Tuesday, July 12, 2011

A Plug for Jacks Firehouse in Philly

We visited last Wednesday the historic Eastern States Penitentiary in Philadelphia. Eastern States, opened in 1829, was the prototype for over 300 penitentiaries which followed. It finally closed in 1971.

Originally built 1½ miles from the city, Philadelphia grew around it, surrounding it on all four sides. It is now a part of the Art Museum Neighborhood, 5 blocks from the Philadelphia Museum of Art.

Forget Alcatraz! Al Capone was “luxuriously” imprisoned in Eastern States before Alcatraz. Willie Sutton, the infamous bank robber, was a prisoner until his escape.

The question was: Where do we eat after the visit?

A quick perusal of the neighborhood showed nothing exceptional. The information at the museum led us to Jack’s Firehouse, conveniently located across the street. The interior architecture of the old fire station reflects that of a century ago. The narrow restaurant had a beautiful mahogany bar in the middle. That was clearly not original to the fire station.
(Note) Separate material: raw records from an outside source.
//! Canvas, drawing engine and interpreter for Wall-E programs.

pub mod canvas;
pub mod controller;
pub mod draw;
pub mod functions;
pub mod interpreter;
pub mod progress;
pub mod state;

use std::time::Duration;

pub use canvas::Canvas;
pub use interpreter::{InterpretResult, Interpreter};
pub use progress::{CancellationToken, DrawingUpdate, ExecutionMode, ProgressSink, UpdateKind};
pub use state::WallEState;

pub const DEFAULT_CANVAS_SIZE: usize = 64;
/// Largest accepted canvas side.
pub const MAX_CANVAS_SIZE: usize = 4096;
pub const DEFAULT_MAX_STATEMENTS: usize = 10_000;

/// Settings of one run.
#[derive(Debug, Clone, PartialEq, Eq)]
pub struct ExecutionOptions {
    pub width: usize,
    pub height: usize,
    pub mode: ExecutionMode,
    /// Pause after every progress update. Ignored in [`ExecutionMode::Instant`].
    pub step_delay: Duration,
    /// Statements a run may execute before it fails.
    pub max_statements: usize,
    /// Pixels per update in [`ExecutionMode::PixelByPixel`].
    pub pixel_batch: usize,
}

impl Default for ExecutionOptions {
    fn default() -> Self {
        Self {
            width: DEFAULT_CANVAS_SIZE,
            height: DEFAULT_CANVAS_SIZE,
            mode: ExecutionMode::Instant,
            step_delay: Duration::ZERO,
            max_statements: DEFAULT_MAX_STATEMENTS,
            pixel_batch: 1,
        }
    }
}
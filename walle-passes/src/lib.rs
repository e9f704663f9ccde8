//! Static passes run over a parsed [`walle_parser::ast::Program`] before it is executed.

pub mod check;
pub mod labels;
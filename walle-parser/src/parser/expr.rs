use super::*;
use crate::ast::{BinaryOp, Literal, UnaryOp};

impl<'a> Parser<'a> {
    /* Expressions */
    /// Parses any expression.
    /// This is equivalent to calling [`Self::parse_expr_bp`] with `min_bp = 0`.
    pub fn parse_expr(&mut self) -> ParseResult<Expr> {
        self.parse_expr_bp(0) // 0 to accept any expression
    }

    /// Parses an expression with the specified `min_bp`.
    /// To parse any expression use, [`Self::parse_expr`].
    fn parse_expr_bp(&mut self, min_bp: u8) -> ParseResult<Expr> {
        let depth = self.depth;
        let result = self.parse_binary_chain(min_bp);
        self.depth = depth;
        result
    }

    /// Every operand and every folded operator counts towards the nesting depth,
    /// so long left-associative chains are bounded as well.
    fn parse_binary_chain(&mut self, min_bp: u8) -> ParseResult<Expr> {
        self.nest()?;
        let mut lhs = self.parse_unary_expr()?;

        loop {
            let (l_bp, r_bp) = match self.current_token().binop_bp() {
                Some(bp) => bp,
                None => break, // not a valid binop, stop parsing
            };
            if l_bp < min_bp {
                break; // less than the min_bp, stop parsing
            }

            // self.current_token is a valid binop
            let op = match binary_op(self.current_token()) {
                Some(op) => op,
                None => break,
            };
            self.next();
            self.nest()?;

            let rhs = self.parse_expr_bp(r_bp)?;

            let loc = lhs.loc;
            lhs = Expr::new(
                ExprKind::Binary {
                    lhs: Box::new(lhs),
                    op,
                    rhs: Box::new(rhs),
                },
                loc,
            );
        }

        Ok(lhs)
    }

    /// Parses prefix operators. They bind tighter than any binary operator, `**` included.
    fn parse_unary_expr(&mut self) -> ParseResult<Expr> {
        let op = match self.current_token() {
            Token::LogicalNot => UnaryOp::Bang,
            Token::Minus => UnaryOp::Minus,
            _ => return self.parse_primary_expr(),
        };
        let loc = self.current_loc();
        self.next();

        let depth = self.depth;
        let arg = self.nest().and_then(|()| self.parse_unary_expr());
        self.depth = depth;
        Ok(Expr::new(
            ExprKind::Unary {
                op,
                arg: Box::new(arg?),
            },
            loc,
        ))
    }

    /// Parses a primary (atom) expression.
    fn parse_primary_expr(&mut self) -> ParseResult<Expr> {
        let loc = self.current_loc();
        match self.current_token().clone() {
            Token::NumberLit(val) => {
                self.next();
                Ok(Expr::new(ExprKind::Literal(Literal::Int(val)), loc))
            }
            Token::BoolLit(val) => {
                self.next();
                Ok(Expr::new(ExprKind::Literal(Literal::Bool(val)), loc))
            }
            Token::StringLit(val) => {
                self.next();
                Ok(Expr::new(ExprKind::Literal(Literal::Str(val)), loc))
            }
            Token::Identifier(ident) => {
                self.next();
                self.parse_identifier_or_call_expr(ident, loc)
            }
            Token::OpenParen => {
                self.next();
                let inner = self.parse_expr()?;
                self.expect(Token::CloseParen, "')' to close group")?;
                Ok(Expr::new(ExprKind::Group(Box::new(inner)), loc))
            }
            Token::OpenBracket => {
                self.next();
                let inner = self.parse_expr()?;
                self.expect(Token::CloseBracket, "']' to close group")?;
                Ok(Expr::new(ExprKind::Group(Box::new(inner)), loc))
            }
            _ => Err(self.unexpected("expression")),
        }
    }

    /* Expressions.Identifier */
    /// Parses an identifier or a call expression. `ident` has already been eaten.
    fn parse_identifier_or_call_expr(
        &mut self,
        ident: String,
        loc: CodeLocation,
    ) -> ParseResult<Expr> {
        if self.eat(Token::OpenParen) {
            // parse call expression
            let mut args = Vec::new();

            if !self.eat(Token::CloseParen) {
                loop {
                    args.push(self.parse_expr()?);

                    if self.eat(Token::CloseParen) {
                        break;
                    } else if !self.eat(Token::Comma) {
                        return Err(self.unexpected("',' or ')' in argument list"));
                    }
                }
            }

            Ok(Expr::new(ExprKind::Call { ident, args }, loc))
        } else {
            // parse identifier expression
            Ok(Expr::new(ExprKind::Variable(ident), loc))
        }
    }
}

/// Maps a binary operator token to its AST operator.
fn binary_op(token: &Token) -> Option<BinaryOp> {
    let op = match token {
        Token::Plus => BinaryOp::Add,
        Token::Minus => BinaryOp::Sub,
        Token::Asterisk => BinaryOp::Mul,
        Token::Slash => BinaryOp::Div,
        Token::Percent => BinaryOp::Mod,
        Token::AsteriskAsterisk => BinaryOp::Pow,
        Token::EqualsEquals => BinaryOp::Eq,
        Token::NotEquals => BinaryOp::Ne,
        Token::GreaterThan => BinaryOp::Gt,
        Token::GreaterThanEquals => BinaryOp::Ge,
        Token::LessThan => BinaryOp::Lt,
        Token::LessThanEquals => BinaryOp::Le,
        Token::And => BinaryOp::And,
        Token::Or => BinaryOp::Or,
        _ => return None,
    };
    Some(op)
}

#[cfg(test)]
mod tests {
    use super::*;
    use insta::assert_snapshot;

    fn expr(source: &str) -> String {
        let source = source.into();
        let ast = Parser::new(&source).parse_expr();
        assert!(source.has_no_errors());
        match ast {
            Ok(ast) => ast.to_string(),
            Err(err) => panic!("{}", err),
        }
    }

    #[test]
    fn test_literal() {
        assert_snapshot!(expr("true"), @"true");
        assert_snapshot!(expr("false"), @"false");
        assert_snapshot!(expr("12"), @"12");
        assert_snapshot!(expr("\"hello\""), @r###""hello""###);
    }

    #[test]
    fn test_binary_expr() {
        assert_snapshot!(expr("1 + 1"), @"(+ 1 1)");
        assert_snapshot!(expr("1 == 2 - 1"), @"(== 1 (- 2 1))");
        assert_snapshot!(expr("2 * 2 * 2"), @"(* (* 2 2) 2)");
        assert_snapshot!(expr("1 + 2 * 3 % 4"), @"(+ 1 (% (* 2 3) 4))");
        assert_snapshot!(expr("a < b == c >= d"), @"(== (< a b) (>= c d))");
    }

    #[test]
    fn test_power_is_right_associative() {
        assert_snapshot!(expr("2 ** 3 ** 2"), @"(** 2 (** 3 2))");
        assert_snapshot!(expr("2 * 3 ** 2"), @"(* 2 (** 3 2))");
    }

    #[test]
    fn test_logical_precedence() {
        // `and` binds looser than `or`
        assert_snapshot!(expr("a and b or c"), @"(and a (or b c))");
        assert_snapshot!(expr("a or b and c"), @"(and (or a b) c)");
        assert_snapshot!(expr("x == 1 and y != 2"), @"(and (== x 1) (!= y 2))");
    }

    #[test]
    fn test_unary_expr() {
        assert_snapshot!(expr("-x"), @"(- x)");
        assert_snapshot!(expr("!!true"), @"(! (! true))");
        assert_snapshot!(expr("-2 ** 2"), @"(** (- 2) 2)");
        assert_snapshot!(expr("1 - -1"), @"(- 1 (- 1))");
    }

    #[test]
    fn test_grouping() {
        assert_snapshot!(expr("(1 + 2) * 3"), @"(* (group (+ 1 2)) 3)");
        assert_snapshot!(expr("[1 + 2] * 3"), @"(* (group (+ 1 2)) 3)");
    }

    #[test]
    fn test_fn_call() {
        assert_snapshot!(expr("GetActualX()"), @"(call GetActualX)");
        assert_snapshot!(expr("IsBrushSize(1 + n)"), @"(call IsBrushSize (+ 1 n))");
        assert_snapshot!(
            expr("GetColorCount(\"red\", 0, 0, GetCanvasSize(), GetCanvasSize())"),
            @r###"(call GetColorCount "red" 0 0 (call GetCanvasSize) (call GetCanvasSize))"###
        );
    }

    #[test]
    fn test_constant_int() {
        let source = "-(1)".into();
        let ast = Parser::new(&source).parse_expr();
        assert_eq!(ast.ok().and_then(|e| e.constant_int()), Some(-1));

        let source = "x + 1".into();
        let ast = Parser::new(&source).parse_expr();
        assert_eq!(ast.ok().and_then(|e| e.constant_int()), None);
    }

    fn nesting_errors(expr: &str) -> Vec<Error> {
        let content = format!("Spawn(0, 0)\nx <- {}\nSize(2)\n", expr);
        let source: Source = content.as_str().into();
        let program = Parser::new(&source).parse_program();
        // the statement after the deep one still parses
        assert_eq!(program.stmts.len(), 2);
        source.errors.errors()
    }

    #[test]
    fn test_deep_nesting_is_an_error() {
        let parens = format!("{}1{}", "(".repeat(100_000), ")".repeat(100_000));
        let negations = format!("{}1", "-".repeat(100_000));
        let sum = format!("1{}", " + 1".repeat(100_000));
        let power = format!("2{}", " ** 2".repeat(100_000));
        let calls = format!("{}1{}", "IsBrushSize(".repeat(50_000), ")".repeat(50_000));

        for expr in [parens, negations, sum, power, calls] {
            let errors = nesting_errors(&expr);
            assert_eq!(errors.len(), 1, "{:?}", errors);
            assert!(matches!(errors[0], Error::Syntax { .. }));
            assert!(errors[0].message().contains("nested more than 128 levels"));
        }
    }

    #[test]
    fn test_moderate_nesting() {
        let parens = format!("{}1{}", "(".repeat(60), ")".repeat(60));
        let sum = format!("1{}", " + 1".repeat(100));
        for expr in [parens, sum] {
            let source: Source = expr.as_str().into();
            assert!(Parser::new(&source).parse_expr().is_ok(), "{}", source.errors);
        }
    }
}
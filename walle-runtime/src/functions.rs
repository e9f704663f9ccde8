//! Built-in query functions. None of them has side effects on the canvas or the pen.

use rand::Rng;
use walle_source::{CodeLocation, Error};
use walle_value::{Builtin, Color, Value};

use crate::canvas::Canvas;
use crate::state::WallEState;

/// Everything a built-in function may observe.
pub struct Context<'a> {
    pub canvas: &'a Canvas,
    pub state: &'a WallEState,
}

/// Calls `builtin` with already evaluated `args`.
pub fn call_builtin(
    builtin: Builtin,
    args: &[Value],
    ctx: &Context,
    loc: CodeLocation,
) -> Result<Value, Error> {
    if args.len() != builtin.arity() {
        return Err(Error::runtime(
            loc,
            format!(
                "Function '{}' expects {} argument(s), found {}.",
                builtin.name(),
                builtin.arity(),
                args.len()
            ),
        ));
    }
    let args = Args {
        builtin,
        args,
        loc,
    };

    let value = match builtin {
        Builtin::GetActualX => Value::int(ctx.state.x),
        Builtin::GetActualY => Value::int(ctx.state.y),
        Builtin::GetCanvasSize => Value::int(ctx.canvas.width() as i64),
        Builtin::IsBrushColor => Value::bool(args.color(0)? == ctx.state.color),
        Builtin::IsBrushSize => Value::bool(args.int(0)? == ctx.state.brush_size()),
        Builtin::IsCanvasColor => {
            let color = args.color(0)?;
            let (x, y) = (args.int(1)?, args.int(2)?);
            Value::bool(ctx.canvas.in_bounds(x, y) && ctx.canvas.get(x, y) == color)
        }
        // (x, y) is the top-left corner and (w, h) the extent: counts `[x, x + w) x [y, y + h)`
        // clipped to the canvas, so a region hanging off the canvas only counts what is on it
        // and a zero or negative extent counts nothing.
        Builtin::GetColorCount => {
            let color = args.color(0)?;
            let count = ctx.canvas.count(
                color,
                args.int(1)?,
                args.int(2)?,
                args.int(3)?,
                args.int(4)?,
            );
            Value::int(count as i64)
        }
        Builtin::GetRandomInt => {
            let (min, max) = (args.int(0)?, args.int(1)?);
            if min > max {
                return Err(Error::runtime(
                    loc,
                    format!(
                        "'GetRandomInt' needs min <= max, found min = {} and max = {}.",
                        min, max
                    ),
                ));
            }
            Value::int(rand::thread_rng().gen_range(min..=max))
        }
    };
    Ok(value)
}

/// Typed access to call arguments.
struct Args<'a> {
    builtin: Builtin,
    args: &'a [Value],
    loc: CodeLocation,
}

impl<'a> Args<'a> {
    fn int(&self, i: usize) -> Result<i64, Error> {
        self.args[i].cast_to_int_or_bool().map(|val| val.as_int()).ok_or_else(|| {
            Error::runtime(
                self.loc,
                format!(
                    "Expected integer for argument {} of '{}', got string.",
                    i + 1,
                    self.builtin.name()
                ),
            )
        })
    }

    fn color(&self, i: usize) -> Result<Color, Error> {
        let literal = self.args[i].cast_to_str().ok_or_else(|| {
            Error::runtime(
                self.loc,
                format!(
                    "Expected string for argument {} of '{}', got integer.",
                    i + 1,
                    self.builtin.name()
                ),
            )
        })?;
        literal
            .parse()
            .map_err(|_| Error::runtime(self.loc, format!("Invalid color '{}'.", literal)))
    }
}

#[cfg(test)]
mod tests {
    use super::*;

    fn call(builtin: Builtin, args: &[Value], canvas: &Canvas, state: &WallEState) -> Result<Value, Error> {
        call_builtin(builtin, args, &Context { canvas, state }, CodeLocation::new(1, 1))
    }

    #[test]
    fn test_position_and_size() {
        let canvas = Canvas::new(30, 20);
        let mut state = WallEState::new();
        state.move_to(4, 7);
        assert_eq!(call(Builtin::GetActualX, &[], &canvas, &state), Ok(Value::int(4)));
        assert_eq!(call(Builtin::GetActualY, &[], &canvas, &state), Ok(Value::int(7)));
        assert_eq!(call(Builtin::GetCanvasSize, &[], &canvas, &state), Ok(Value::int(30)));
    }

    #[test]
    fn test_brush_queries() {
        let canvas = Canvas::new(5, 5);
        let mut state = WallEState::new();
        state.set_brush_size(4);
        state.color = Color::rgb(255, 0, 0);
        let red = Value::Str("Red".to_string());
        assert_eq!(call(Builtin::IsBrushColor, &[red], &canvas, &state), Ok(Value::bool(true)));
        assert_eq!(
            call(Builtin::IsBrushSize, &[Value::int(3)], &canvas, &state),
            Ok(Value::bool(true))
        );
        // compared against the normalized size
        assert_eq!(
            call(Builtin::IsBrushSize, &[Value::int(4)], &canvas, &state),
            Ok(Value::bool(false))
        );
    }

    #[test]
    fn test_canvas_queries() {
        let mut canvas = Canvas::new(4, 4);
        canvas.set(1, 1, Color::BLACK);
        let state = WallEState::new();
        let black = || Value::Str("black".to_string());

        assert_eq!(
            call(Builtin::IsCanvasColor, &[black(), Value::int(1), Value::int(1)], &canvas, &state),
            Ok(Value::bool(true))
        );
        assert_eq!(
            call(Builtin::IsCanvasColor, &[black(), Value::int(-1), Value::int(9)], &canvas, &state),
            Ok(Value::bool(false))
        );
        let args = [
            Value::Str("white".to_string()),
            Value::int(0),
            Value::int(0),
            Value::int(4),
            Value::int(4),
        ];
        assert_eq!(call(Builtin::GetColorCount, &args, &canvas, &state), Ok(Value::int(15)));
    }

    #[test]
    fn test_color_count_region() {
        let mut canvas = Canvas::new(4, 4);
        canvas.set(1, 1, Color::BLACK);
        let state = WallEState::new();
        let count = |x, y, w, h| {
            let args = [
                Value::Str("white".to_string()),
                Value::int(x),
                Value::int(y),
                Value::int(w),
                Value::int(h),
            ];
            call(Builtin::GetColorCount, &args, &canvas, &state)
        };

        assert_eq!(count(1, 1, 2, 2), Ok(Value::int(3)));
        assert_eq!(count(2, 2, 10, 10), Ok(Value::int(4)));
        assert_eq!(count(-2, -2, 3, 3), Ok(Value::int(1)));
        assert_eq!(count(0, 0, 0, 4), Ok(Value::int(0)));
        assert_eq!(count(3, 3, -2, -2), Ok(Value::int(0)));
    }

    #[test]
    fn test_random_int() {
        let canvas = Canvas::new(1, 1);
        let state = WallEState::new();
        for _ in 0..50 {
            let value = call(Builtin::GetRandomInt, &[Value::int(-2), Value::int(2)], &canvas, &state);
            let value = value.ok().and_then(|v| v.cast_to_int_or_bool()).map(|v| v.as_int());
            assert!(matches!(value, Some(-2..=2)));
        }
        assert_eq!(
            call(Builtin::GetRandomInt, &[Value::int(3), Value::int(3)], &canvas, &state),
            Ok(Value::int(3))
        );
        assert!(call(Builtin::GetRandomInt, &[Value::int(3), Value::int(2)], &canvas, &state).is_err());
    }

    #[test]
    fn test_argument_errors() {
        let canvas = Canvas::new(1, 1);
        let state = WallEState::new();
        let err = call(Builtin::IsBrushColor, &[Value::int(1)], &canvas, &state).unwrap_err();
        assert_eq!(err.message(), "Expected string for argument 1 of 'IsBrushColor', got integer.");
        let err = call(Builtin::IsBrushColor, &[Value::Str("nope".to_string())], &canvas, &state)
            .unwrap_err();
        assert_eq!(err.message(), "Invalid color 'nope'.");
        assert!(call(Builtin::GetActualX, &[Value::int(1)], &canvas, &state).is_err());
    }
}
Little did we know that entered a famous restaurant, perhaps even more famous nationally than Eastern States. The award winning founder, Jack McDavid, regularly appeared on the Food Network’s “Grillin’ and Chillin’ with Bobby Flay.”

The food is traditional American, with a generous helping of local favorites (think Philly Cheesesteak) and seafood.

None of this really matters.

As we entered Jack’s Firehouse, a woman, who I shall refer to as the Hostess, was serving drinks behind (or within) the bar. She sat us at a table. We small talked with her before leaving, and then asked directions to the 76 from the parking lot up the block.

She provided great directions - the tunnel was the key, and that was it. Or so we thought.

The Hostess came running up as we were paying the parking lot attendant. She was holding my camera which I had left behind. Unbelievable! Let me add that the other wait staff were also very impressive.

Who says good help is hard to find? Certainly not in Philly.

That is service, service above and beyond the norm – service from a hostess at a bar or restaurant that will probably never see us again. Service that validates one’s faith in the American people.

Her generous act says much about her. It also speaks well of Jacks. The restaurants business has a high failure rate. Jacks has prospered since 1989.

Poor service is a major cause of restaurant fatalities. Poor service in turn is often a reflection of poor, often arrogant, management. Treat your employees well, and they will respond. They will go the extra step.

Treat your employees poorly, and they will be surly and lethargic.